UPDATE YOUR SCRIPTS, THEMES AND PLUGINS
A common pitfall for many webmasters is to install a forum or blog on their website and then forget about it. Much like taking your car in for a tune-up, it's important to make sure you have all the latest updates for any software program you have installed.
Make a list of all the software (WordPress, Joomla or any other script) and plug-ins used for your website, and keep track of the version numbers and updates. You must perform the updates regularly to prevent malware infections.
NEVER USE NULLED SCRIPTS, THEMES AND PLUGINS
Pick third-party content providers very carefully. If you're considering installing an application provided by a third party, such as a script, widget, counter, or ad network, be sure to exercise due diligence and it's not nulled. While there are many great third-party content on the web (specially nulled scripts), it's also possible for providers to use these applications to push exploits, such as dangerous scripts, towards your visitors. Make sure the application is from a reputable source.

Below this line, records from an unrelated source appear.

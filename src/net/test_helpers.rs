//! Scriptable backend double shared by unit tests.

use std::collections::VecDeque;
use std::sync::{Arc, Mutex};

use tokio::sync::Notify;

use super::backend::VisitorBackend;
use super::types::{EntryIdVisitorRecord, RecordId, VisitorFields};
use crate::error::BackendError;

/// One observed backend call, in arrival order.
#[derive(Debug, Clone, PartialEq, Eq)]
pub enum Call {
    Add(VisitorFields),
    Update(RecordId, VisitorFields),
    List,
    Export,
    Login(String),
    IsAdmin,
    ChangePassword(String, String),
}

/// One queued `admin_login` answer, released when `hold` is notified.
pub struct HeldLogin {
    pub answer: Result<bool, BackendError>,
    pub hold: Arc<Notify>,
}

/// Backend whose answers are set per test and whose calls are recorded.
pub struct ScriptedBackend {
    pub records: Mutex<Vec<EntryIdVisitorRecord>>,
    pub calls: Mutex<Vec<Call>>,
    pub login_answer: Mutex<Result<bool, BackendError>>,
    pub admin_answer: Mutex<Result<bool, BackendError>>,
    pub change_answer: Mutex<Result<bool, BackendError>>,
    pub read_error: Mutex<Option<BackendError>>,
    pub write_error: Mutex<Option<BackendError>>,
    /// When set, `admin_login` parks until notified.
    pub login_hold: Option<Arc<Notify>>,
    /// Consumed one per `admin_login` call before `login_answer` applies.
    pub login_queue: Mutex<VecDeque<HeldLogin>>,
}

impl Default for ScriptedBackend {
    fn default() -> Self {
        Self {
            records: Mutex::new(Vec::new()),
            calls: Mutex::new(Vec::new()),
            login_answer: Mutex::new(Ok(true)),
            admin_answer: Mutex::new(Ok(true)),
            change_answer: Mutex::new(Ok(true)),
            read_error: Mutex::new(None),
            write_error: Mutex::new(None),
            login_hold: None,
            login_queue: Mutex::new(VecDeque::new()),
        }
    }
}

impl ScriptedBackend {
    pub fn new() -> Self {
        Self::default()
    }

    pub fn with_login(answer: Result<bool, BackendError>) -> Self {
        let backend = Self::new();
        *backend.login_answer.lock().unwrap() = answer;
        backend
    }

    pub fn with_admin_status(answer: Result<bool, BackendError>) -> Self {
        let backend = Self::new();
        *backend.admin_answer.lock().unwrap() = answer;
        backend
    }

    pub fn with_records(records: Vec<EntryIdVisitorRecord>) -> Self {
        let backend = Self::new();
        *backend.records.lock().unwrap() = records;
        backend
    }

    pub fn queue_login(&self, answer: Result<bool, BackendError>, hold: Arc<Notify>) {
        self.login_queue.lock().unwrap().push_back(HeldLogin { answer, hold });
    }

    pub fn calls(&self) -> Vec<Call> {
        self.calls.lock().unwrap().clone()
    }

    pub fn count(&self, matches: impl Fn(&Call) -> bool) -> usize {
        self.calls.lock().unwrap().iter().filter(|c| matches(c)).count()
    }

    fn record(&self, call: Call) {
        self.calls.lock().unwrap().push(call);
    }

    fn read_result(&self) -> Result<Vec<EntryIdVisitorRecord>, BackendError> {
        if let Some(err) = self.read_error.lock().unwrap().clone() {
            return Err(err);
        }
        let mut rows = self.records.lock().unwrap().clone();
        rows.reverse();
        Ok(rows)
    }

    fn write_check(&self) -> Result<(), BackendError> {
        match self.write_error.lock().unwrap().clone() {
            Some(err) => Err(err),
            None => Ok(()),
        }
    }
}

#[async_trait::async_trait]
impl VisitorBackend for ScriptedBackend {
    async fn add_visitor_record(&self, fields: &VisitorFields) -> Result<(), BackendError> {
        self.record(Call::Add(fields.clone()));
        self.write_check()?;
        let mut records = self.records.lock().unwrap();
        let id = records.len() as RecordId;
        records.push(EntryIdVisitorRecord { id, record: fields.clone().into_record((id + 1) * 1_000_000_000) });
        Ok(())
    }

    async fn update_visitor_record(&self, id: RecordId, fields: &VisitorFields) -> Result<(), BackendError> {
        self.record(Call::Update(id, fields.clone()));
        self.write_check()?;
        let mut records = self.records.lock().unwrap();
        if let Some(entry) = records.iter_mut().find(|e| e.id == id) {
            let ts = entry.record.timestamp;
            entry.record = fields.clone().into_record(ts);
        }
        Ok(())
    }

    async fn get_sorted_visitor_records(&self) -> Result<Vec<EntryIdVisitorRecord>, BackendError> {
        self.record(Call::List);
        self.read_result()
    }

    async fn export_visitor_records(&self) -> Result<Vec<EntryIdVisitorRecord>, BackendError> {
        self.record(Call::Export);
        self.read_result()
    }

    async fn admin_login(&self, password: &str) -> Result<bool, BackendError> {
        self.record(Call::Login(password.to_owned()));
        let queued = self.login_queue.lock().unwrap().pop_front();
        if let Some(HeldLogin { answer, hold }) = queued {
            hold.notified().await;
            return answer;
        }
        if let Some(hold) = &self.login_hold {
            hold.notified().await;
        }
        self.login_answer.lock().unwrap().clone()
    }

    async fn is_caller_admin(&self) -> Result<bool, BackendError> {
        self.record(Call::IsAdmin);
        self.admin_answer.lock().unwrap().clone()
    }

    async fn change_admin_password(&self, old_password: &str, new_password: &str) -> Result<bool, BackendError> {
        self.record(Call::ChangePassword(old_password.to_owned(), new_password.to_owned()));
        self.change_answer.lock().unwrap().clone()
    }
}

/// A fully populated form.
pub fn sample_fields(name: &str) -> VisitorFields {
    VisitorFields {
        full_name: name.to_owned(),
        email: "visitor@example.com".to_owned(),
        address: "7 Station Road".to_owned(),
        job_info: "State Bank".to_owned(),
        income_level: "Medium".to_owned(),
        reason_for_visit: "Loan enquiry".to_owned(),
        visit_type: "New Inquiry".to_owned(),
    }
}

/// A stored record with the given id and timestamp.
pub fn sample_entry(id: RecordId, name: &str, timestamp: u64) -> EntryIdVisitorRecord {
    EntryIdVisitorRecord { id, record: sample_fields(name).into_record(timestamp) }
}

If unsure on which program to use to scan for malware, we have found the following programs to be effective:
Microsoft Security Essentials: http://www.microsoft.com/Security_Essentials/
Spybot S&D: http://www.safer-networking.org/index2.html
No one single anti-malware application will catch 100% of all malware on-the-wild, so scans with two or more reputable malware scanners is recommended.
When changing a password please use good password strength.
Password strength is a measure of the effectiveness of a password in resisting guessing and brute-force attacks. In its usual form, it estimates how many trials an attacker who does not have direct access to the password would need, on average, to guess it correctly. The strength of a password is a function of length, complexity, and unpredictability.